Following the Great Depression, Social Security came into being, and under new tax incentives, companies could receive limited tax deductions when contributing to their employee’s retirement funds. This encouraged them to do so. After World War II, under progressive tax structure, the “shelters” offered to employers and employees through retirement accounts became increasingly desirable.
Over time, private, defined pensions were required to provide full disclosure of fund performance. Since the employees had no say in the management of such funds, the government deemed that they had the right to information of the integrity of the management.

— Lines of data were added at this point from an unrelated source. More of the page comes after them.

//! SQLite-backed [`DocumentStore`] implementation.
//!
//! Persists documents in a single `documents` table with vectors stored as
//! little-endian f32 BLOBs. Scoring reuses the same lexical and similarity
//! helpers as the in-memory reference backend, so both satisfy the store
//! contract identically; SQLite only contributes persistence.

use std::sync::atomic::{AtomicBool, Ordering};

use async_trait::async_trait;
use sqlx::{Row, SqlitePool};
use tracing::debug;

use quarry_core::error::StoreError;
use quarry_core::models::{Document, Metadata, SearchResult};
use quarry_core::store::{lexical_score, matches_filter, DocumentStore};
use quarry_core::vector::{blob_to_vec, is_valid_vector, similarity, vec_to_blob, Metric};

use crate::migrate;

/// SQLite implementation of the store port.
///
/// `initialize` runs the idempotent schema migration; repeat calls are a
/// no-op handshake. Upserts preserve a document's original insertion rank,
/// which is the stable tie-breaker in search ordering.
pub struct SqliteStore {
    pool: SqlitePool,
    metric: Metric,
    initialized: AtomicBool,
}

impl SqliteStore {
    pub fn new(pool: SqlitePool, metric: Metric) -> Self {
        Self {
            pool,
            metric,
            initialized: AtomicBool::new(false),
        }
    }

    fn ensure_initialized(&self) -> Result<(), StoreError> {
        if self.initialized.load(Ordering::Acquire) {
            Ok(())
        } else {
            Err(StoreError::NotInitialized)
        }
    }

    async fn upsert_one<'e, E>(executor: E, doc: &Document) -> Result<(), StoreError>
    where
        E: sqlx::Executor<'e, Database = sqlx::Sqlite>,
    {
        let metadata_json =
            serde_json::to_string(&doc.metadata).map_err(StoreError::backend)?;
        let blob = doc.vector.as_deref().map(vec_to_blob);

        sqlx::query(
            r#"
            INSERT INTO documents (id, content, metadata_json, embedding, rank)
            VALUES (?, ?, ?, ?, (SELECT COALESCE(MAX(rank), -1) + 1 FROM documents))
            ON CONFLICT(id) DO UPDATE SET
                content = excluded.content,
                metadata_json = excluded.metadata_json,
                embedding = excluded.embedding
            "#,
        )
        .bind(&doc.id)
        .bind(&doc.content)
        .bind(&metadata_json)
        .bind(&blob)
        .execute(executor)
        .await
        .map_err(StoreError::backend)?;

        Ok(())
    }

    fn row_to_document(row: &sqlx::sqlite::SqliteRow) -> Result<Document, StoreError> {
        let metadata_json: String = row.get("metadata_json");
        let metadata: Metadata =
            serde_json::from_str(&metadata_json).map_err(StoreError::backend)?;
        let blob: Option<Vec<u8>> = row.get("embedding");

        Ok(Document {
            id: row.get("id"),
            content: row.get("content"),
            metadata,
            vector: blob.map(|b| blob_to_vec(&b)),
        })
    }

    fn sort_and_truncate(mut hits: Vec<(SearchResult, i64)>, limit: usize) -> Vec<SearchResult> {
        hits.sort_by(|a, b| {
            b.0.score
                .partial_cmp(&a.0.score)
                .unwrap_or(std::cmp::Ordering::Equal)
                .then(a.1.cmp(&b.1))
        });
        hits.truncate(limit);
        hits.into_iter().map(|(r, _)| r).collect()
    }
}

#[async_trait]
impl DocumentStore for SqliteStore {
    async fn initialize(&self, collection: &str) -> Result<(), StoreError> {
        debug!(collection, "initializing sqlite store");
        migrate::run_migrations(&self.pool)
            .await
            .map_err(StoreError::backend)?;
        self.initialized.store(true, Ordering::Release);
        Ok(())
    }

    async fn add_document(
        &self,
        id: &str,
        content: &str,
        metadata: Metadata,
    ) -> Result<(), StoreError> {
        self.ensure_initialized()?;
        Self::upsert_one(&self.pool, &Document::new(id, content, metadata)).await
    }

    async fn add_documents(&self, batch: Vec<Document>) -> Result<(), StoreError> {
        self.ensure_initialized()?;
        for doc in &batch {
            if let Some(vector) = &doc.vector {
                if !is_valid_vector(vector) {
                    return Err(StoreError::InvalidVector);
                }
            }
        }

        // One transaction per batch: a single round trip from the caller's
        // point of view, with no per-document commits.
        let mut tx = self.pool.begin().await.map_err(StoreError::backend)?;
        for doc in &batch {
            Self::upsert_one(&mut *tx, doc).await?;
        }
        tx.commit().await.map_err(StoreError::backend)?;
        Ok(())
    }

    async fn store_vector(
        &self,
        id: &str,
        vector: Vec<f32>,
        content: &str,
        metadata: Metadata,
    ) -> Result<(), StoreError> {
        self.ensure_initialized()?;
        if !is_valid_vector(&vector) {
            return Err(StoreError::InvalidVector);
        }
        let doc = Document::new(id, content, metadata).with_vector(vector);
        Self::upsert_one(&self.pool, &doc).await
    }

    async fn get(&self, id: &str) -> Result<Option<Document>, StoreError> {
        self.ensure_initialized()?;
        let row = sqlx::query("SELECT id, content, metadata_json, embedding FROM documents WHERE id = ?")
            .bind(id)
            .fetch_optional(&self.pool)
            .await
            .map_err(StoreError::backend)?;

        row.as_ref().map(Self::row_to_document).transpose()
    }

    async fn search(
        &self,
        query: &str,
        limit: usize,
        filter: Option<&Metadata>,
    ) -> Result<Vec<SearchResult>, StoreError> {
        self.ensure_initialized()?;
        let rows = sqlx::query("SELECT id, content, metadata_json, rank FROM documents")
            .fetch_all(&self.pool)
            .await
            .map_err(StoreError::backend)?;

        let mut hits: Vec<(SearchResult, i64)> = Vec::new();
        for row in &rows {
            let metadata_json: String = row.get("metadata_json");
            let metadata: Metadata =
                serde_json::from_str(&metadata_json).map_err(StoreError::backend)?;
            if !matches_filter(&metadata, filter) {
                continue;
            }
            let content: String = row.get("content");
            let score = lexical_score(query, &content);
            if score > 0.0 {
                hits.push((
                    SearchResult {
                        id: row.get("id"),
                        score,
                        content,
                        metadata,
                    },
                    row.get("rank"),
                ));
            }
        }
        Ok(Self::sort_and_truncate(hits, limit))
    }

    async fn search_by_vector(
        &self,
        query_vector: &[f32],
        limit: usize,
    ) -> Result<Vec<SearchResult>, StoreError> {
        self.ensure_initialized()?;
        if !is_valid_vector(query_vector) {
            return Err(StoreError::InvalidQueryVector);
        }

        let rows = sqlx::query(
            "SELECT id, content, metadata_json, embedding, rank FROM documents WHERE embedding IS NOT NULL",
        )
        .fetch_all(&self.pool)
        .await
        .map_err(StoreError::backend)?;

        let mut hits: Vec<(SearchResult, i64)> = Vec::new();
        for row in &rows {
            let blob: Vec<u8> = row.get("embedding");
            let vector = blob_to_vec(&blob);
            let score = similarity(query_vector, &vector, self.metric)?;
            let metadata_json: String = row.get("metadata_json");
            let metadata: Metadata =
                serde_json::from_str(&metadata_json).map_err(StoreError::backend)?;
            hits.push((
                SearchResult {
                    id: row.get("id"),
                    score,
                    content: row.get("content"),
                    metadata,
                },
                row.get("rank"),
            ));
        }
        Ok(Self::sort_and_truncate(hits, limit))
    }

    async fn delete(&self, id: &str) -> Result<(), StoreError> {
        self.ensure_initialized()?;
        sqlx::query("DELETE FROM documents WHERE id = ?")
            .bind(id)
            .execute(&self.pool)
            .await
            .map_err(StoreError::backend)?;
        Ok(())
    }

    async fn delete_many(&self, ids: &[String]) -> Result<(), StoreError> {
        self.ensure_initialized()?;
        let mut tx = self.pool.begin().await.map_err(StoreError::backend)?;
        for id in ids {
            sqlx::query("DELETE FROM documents WHERE id = ?")
                .bind(id)
                .execute(&mut *tx)
                .await
                .map_err(StoreError::backend)?;
        }
        tx.commit().await.map_err(StoreError::backend)?;
        Ok(())
    }

    async fn clear(&self) -> Result<(), StoreError> {
        self.ensure_initialized()?;
        sqlx::query("DELETE FROM documents")
            .execute(&self.pool)
            .await
            .map_err(StoreError::backend)?;
        Ok(())
    }

    async fn count(&self) -> Result<usize, StoreError> {
        self.ensure_initialized()?;
        let count: i64 = sqlx::query_scalar("SELECT COUNT(*) FROM documents")
            .fetch_one(&self.pool)
            .await
            .map_err(StoreError::backend)?;
        Ok(count as usize)
    }
}

#[cfg(test)]
mod tests {
    use super::*;
    use std::str::FromStr;

    use sqlx::sqlite::{SqliteConnectOptions, SqlitePoolOptions};

    async fn fresh() -> SqliteStore {
        // A single shared in-memory connection; more connections would each
        // see their own empty database.
        let options = SqliteConnectOptions::from_str("sqlite::memory:").unwrap();
        let pool = SqlitePoolOptions::new()
            .max_connections(1)
            .connect_with(options)
            .await
            .unwrap();
        let store = SqliteStore::new(pool, Metric::Cosine);
        store.initialize("test").await.unwrap();
        store
    }

    #[tokio::test]
    async fn test_not_initialized() {
        let options = SqliteConnectOptions::from_str("sqlite::memory:").unwrap();
        let pool = SqlitePoolOptions::new()
            .max_connections(1)
            .connect_with(options)
            .await
            .unwrap();
        let store = SqliteStore::new(pool, Metric::Cosine);
        let err = store.count().await.unwrap_err();
        assert!(matches!(err, StoreError::NotInitialized));
    }

    #[tokio::test]
    async fn test_round_trip_with_metadata_and_vector() {
        let store = fresh().await;
        let mut meta = Metadata::new();
        meta.insert("lang".into(), "rust".into());
        meta.insert("lines".into(), 10i64.into());

        store
            .store_vector("a", vec![0.5, -1.0], "fn main() {}", meta.clone())
            .await
            .unwrap();

        let doc = store.get("a").await.unwrap().unwrap();
        assert_eq!(doc.content, "fn main() {}");
        assert_eq!(doc.metadata, meta);
        assert_eq!(doc.vector, Some(vec![0.5, -1.0]));

        store.delete("a").await.unwrap();
        assert!(store.get("a").await.unwrap().is_none());
        store.delete("a").await.unwrap(); // idempotent
    }

    #[tokio::test]
    async fn test_upsert_preserves_rank_and_drops_vector() {
        let store = fresh().await;
        store
            .store_vector("a", vec![1.0], "apple banana", Metadata::new())
            .await
            .unwrap();
        store
            .add_document("b", "apple banana", Metadata::new())
            .await
            .unwrap();
        // Overwrite "a": loses its vector, keeps its insertion rank
        store
            .add_document("a", "apple banana", Metadata::new())
            .await
            .unwrap();

        let doc = store.get("a").await.unwrap().unwrap();
        assert!(doc.vector.is_none());

        let results = store.search("apple banana", 10, None).await.unwrap();
        let ids: Vec<&str> = results.iter().map(|r| r.id.as_str()).collect();
        assert_eq!(ids, vec!["a", "b"]);
        assert_eq!(store.count().await.unwrap(), 2);
    }

    #[tokio::test]
    async fn test_batch_upsert() {
        let store = fresh().await;
        let batch = vec![
            Document::new("a", "first doc", Metadata::new()),
            Document::new("b", "second doc", Metadata::new()).with_vector(vec![1.0, 0.0]),
        ];
        store.add_documents(batch).await.unwrap();
        assert_eq!(store.count().await.unwrap(), 2);

        let results = store.search_by_vector(&[1.0, 0.0], 10).await.unwrap();
        assert_eq!(results.len(), 1);
        assert_eq!(results[0].id, "b");
    }

    #[tokio::test]
    async fn test_batch_rejects_invalid_vector_before_writing() {
        let store = fresh().await;
        let batch = vec![
            Document::new("a", "doc", Metadata::new()),
            Document::new("b", "doc", Metadata::new()).with_vector(vec![f32::NAN]),
        ];
        let err = store.add_documents(batch).await.unwrap_err();
        assert!(matches!(err, StoreError::InvalidVector));
        assert_eq!(store.count().await.unwrap(), 0);
    }

    #[tokio::test]
    async fn test_search_with_filter() {
        let store = fresh().await;
        let mut js = Metadata::new();
        js.insert("lang".into(), "js".into());
        let mut py = Metadata::new();
        py.insert("lang".into(), "py".into());

        store
            .add_document("a", "login handler", js.clone())
            .await
            .unwrap();
        store.add_document("b", "login handler", py).await.unwrap();

        let results = store.search("login", 10, Some(&js)).await.unwrap();
        assert_eq!(results.len(), 1);
        assert_eq!(results[0].id, "a");
    }

    #[tokio::test]
    async fn test_invalid_query_vector() {
        let store = fresh().await;
        let err = store.search_by_vector(&[], 10).await.unwrap_err();
        assert!(matches!(err, StoreError::InvalidQueryVector));
    }

    #[tokio::test]
    async fn test_clear() {
        let store = fresh().await;
        store
            .add_document("a", "doc", Metadata::new())
            .await
            .unwrap();
        store.clear().await.unwrap();
        assert_eq!(store.count().await.unwrap(), 0);
        store.clear().await.unwrap();
    }
}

The Employee Retirement Income Security Act (ERISA) became a federal law in 1974, because numerous employees were losing such benefits when they did not meet the often-strict qualifications or unreasonable tenure of service requirements. There were numerous company plans that simply failed, because of low cash reserves, to pay out the amounts of retirement income that they had promised to their work force. Still more plans would go defunct before they reached sufficient revenue to be able to pay out benefits. ERISA rose to ensure that more employees found less circuitous routes toward employee investiture and to establish more realistic participation rules, platforms, and guidelines. The handling of company plans also came into reform as the law made it mandatory that retirement plans function, for workers and beneficiaries, in much the same way and with similar features on a national scale.
The number of workers whose quality of life has prospered because of ERISA is legion; however, the United States has millions more who have neither work benefits plans coverage nor the ability to pay for them even if they were readily available. The current congressional debate over health care is proof of the strong and powerful lobbying efforts that protect status quo over fear that by offering more to all, each will get less and the quality known now will decrease.
Critics of the current system, like Borzi (2008), charge Congress to do more:
In the nearly three-and-a-half decades since ERISA was enacted, Congress has never seriously returned to the two most fundamental questions that have arisen in the intervening years: whether employers should be required to either offer or contribute to health coverage for their employees and their families, or whether federal law should preempt state efforts to take such action. These questions have taken on heightened importance because of the landscape for delivering health benefits to individuals in ERISA-covered plans has changed so dramatically since 1974 (p. 669).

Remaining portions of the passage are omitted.